Noah Smith mused about a subject I’m interested in – the fundamental conceptual issues at the nature of saving – in a way I like to muse about it – thought experiments – so how could I not deconstruct his post in excruciating detail?

Specifically, I’d like to focus on the economy of his deer hunter (one of many, in his example, but just one for this purpose): a man who lives, alone, in the woods, hunting deer. I’m going to break this down as much as I can while abstracting away the non-deer parts of his economy (shelter, clothing, tools, etc). Because the deer hunter is an economy – and while he might be an economy of only one human, who we’ll call Vronsky -, we can productively and fruitfully view him as a vertically-integrated economy, and break him down into four sectors:

1) A firm that hunts deer. The firm locates as many deer as possible and kills them, then sells them to the next sector. It has most fixed costs (labor to hunt deer) and therefore pays relatively fixed wages, the rest collected as profit.
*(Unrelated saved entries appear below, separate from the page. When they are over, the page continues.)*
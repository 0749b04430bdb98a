//! Sample validation
//!
//! Decides whether a finished sample is acceptable for voice cloning. The
//! verdict is data, never an error, so callers can show the message as
//! guidance ("recording too short") without error handling.

use serde::{Deserialize, Serialize};

use super::observer::PipelineObserver;
use crate::engine::decode_native;

/// Default minimum blob size in bytes
pub const DEFAULT_MIN_BYTES: usize = 50_000;

/// Thresholds a sample must meet
#[derive(Debug, Clone, PartialEq, Serialize, Deserialize)]
#[serde(default)]
pub struct ValidationPolicy {
    /// Smallest acceptable blob, checked before decoding
    pub min_bytes: usize,
    pub min_duration_secs: Option<f64>,
    pub max_duration_secs: Option<f64>,
}

impl Default for ValidationPolicy {
    fn default() -> Self {
        Self {
            min_bytes: DEFAULT_MIN_BYTES,
            min_duration_secs: None,
            max_duration_secs: None,
        }
    }
}

impl ValidationPolicy {
    /// One to two minutes of speech, as recommended for instant voice cloning
    pub fn instant_clone() -> Self {
        Self {
            min_bytes: DEFAULT_MIN_BYTES,
            min_duration_secs: Some(60.0),
            max_duration_secs: Some(120.0),
        }
    }

    /// Policy with explicit duration bounds
    pub fn with_duration(min_secs: Option<f64>, max_secs: Option<f64>) -> Self {
        Self {
            min_duration_secs: min_secs,
            max_duration_secs: max_secs,
            ..Default::default()
        }
    }
}

/// Suitability verdict for a sample
#[derive(Debug, Clone, PartialEq, Serialize, Deserialize)]
pub struct ValidationResult {
    pub valid: bool,
    /// Measured duration in seconds, 0 when the blob was never decoded
    pub duration_secs: f64,
    /// Why the sample was rejected
    pub message: Option<String>,
}

impl ValidationResult {
    fn accept(duration_secs: f64) -> Self {
        Self {
            valid: true,
            duration_secs,
            message: None,
        }
    }

    fn reject(duration_secs: f64, message: String) -> Self {
        Self {
            valid: false,
            duration_secs,
            message: Some(message),
        }
    }
}

/// Check a blob against a policy
///
/// The size check runs first so obviously truncated uploads are never
/// decoded. Decode failures become a rejected verdict.
pub fn validate_sample(
    bytes: &[u8],
    policy: &ValidationPolicy,
    observer: &dyn PipelineObserver,
) -> ValidationResult {
    if bytes.len() < policy.min_bytes {
        return ValidationResult::reject(
            0.0,
            format!(
                "Recording is too small ({} bytes, need at least {} bytes)",
                bytes.len(),
                policy.min_bytes
            ),
        );
    }

    let raw = match decode_native(bytes, observer) {
        Ok(raw) => raw,
        Err(e) => {
            tracing::debug!(error = %e, "validation decode failed");
            return ValidationResult::reject(0.0, format!("Recording could not be read: {}", e));
        }
    };

    check_duration(raw.duration_secs(), policy)
}

/// Apply the duration bounds of a policy to a measured duration
pub fn check_duration(duration_secs: f64, policy: &ValidationPolicy) -> ValidationResult {
    if duration_secs <= 0.0 {
        return ValidationResult::reject(duration_secs, "Recording contains no audio".to_string());
    }

    if let Some(min) = policy.min_duration_secs {
        if duration_secs < min {
            return ValidationResult::reject(
                duration_secs,
                format!(
                    "Recording is too short ({:.1}s). Please record at least {:.0}s.",
                    duration_secs, min
                ),
            );
        }
    }

    if let Some(max) = policy.max_duration_secs {
        if duration_secs > max {
            return ValidationResult::reject(
                duration_secs,
                format!(
                    "Recording is too long ({:.1}s). Please keep it under {:.0}s.",
                    duration_secs, max
                ),
            );
        }
    }

    ValidationResult::accept(duration_secs)
}

#[cfg(test)]
mod tests {
    use super::*;
    use crate::pipeline::NullObserver;

    #[test]
    fn test_empty_blob_fails_size_check() {
        let result = validate_sample(&[], &ValidationPolicy::default(), &NullObserver);
        assert!(!result.valid);
        assert_eq!(result.duration_secs, 0.0);
        assert!(result.message.unwrap().contains("too small"));
    }

    #[test]
    fn test_undecodable_blob_is_rejected_not_raised() {
        let policy = ValidationPolicy {
            min_bytes: 0,
            ..Default::default()
        };
        let result = validate_sample(&[0x42; 1024], &policy, &NullObserver);
        assert!(!result.valid);
        assert!(result.message.unwrap().contains("could not be read"));
    }

    #[test]
    fn test_check_duration_bounds() {
        let policy = ValidationPolicy::instant_clone();

        let short = check_duration(3.0, &policy);
        assert!(!short.valid);
        assert!(short.message.as_deref().unwrap().contains("3.0s"));

        let long = check_duration(150.0, &policy);
        assert!(!long.valid);
        assert!(long.message.as_deref().unwrap().contains("150.0s"));

        let ok = check_duration(90.0, &policy);
        assert_eq!(ok, ValidationResult::accept(90.0));
    }

    #[test]
    fn test_bounds_are_inclusive() {
        let policy = ValidationPolicy::instant_clone();
        assert!(check_duration(60.0, &policy).valid);
        assert!(check_duration(120.0, &policy).valid);
    }

    #[test]
    fn test_default_policy_has_no_duration_bounds() {
        let result = check_duration(1.5, &ValidationPolicy::default());
        assert!(result.valid);
        assert!(!check_duration(0.0, &ValidationPolicy::default()).valid);
    }

    #[test]
    fn test_result_serializes() {
        let result = check_duration(3.0, &ValidationPolicy::instant_clone());
        let json = serde_json::to_value(result).unwrap();
        assert_eq!(json["valid"], false);
        assert_eq!(json["duration_secs"], 3.0);
    }
}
2) A firm that processes dead deer into venison. This firm always purchases all the deer killed by the first firm, and always sells all of its venison to the next two sectors. It has more variable wages (because it has variable labor as its primary input) and takes the rest as profit.

3) A firm that stores processed deer. This firm always buys all the surplus venison produced by the processing firm, salts it, and stores it until there is a market for it. We will discuss its economy in more detail below.

4) The consumer. It always buys a certain amount of venison (let’s call it C) no matter what.

Now, in actuality, all these firms are the same person – Vronsky, who owns all the firms, provides all the labor, and collects all the wages and profits (which he then proceeds to, largely, eat). But we can break the internal economy of his life away from Williamson-ian integration and imagine a market that works something like this:

There are flush years and lean years – periods, that is, in which D (the amount of deer caught by the hunting firm) is either greater than or less than C. Let’s see what happens in a flush year.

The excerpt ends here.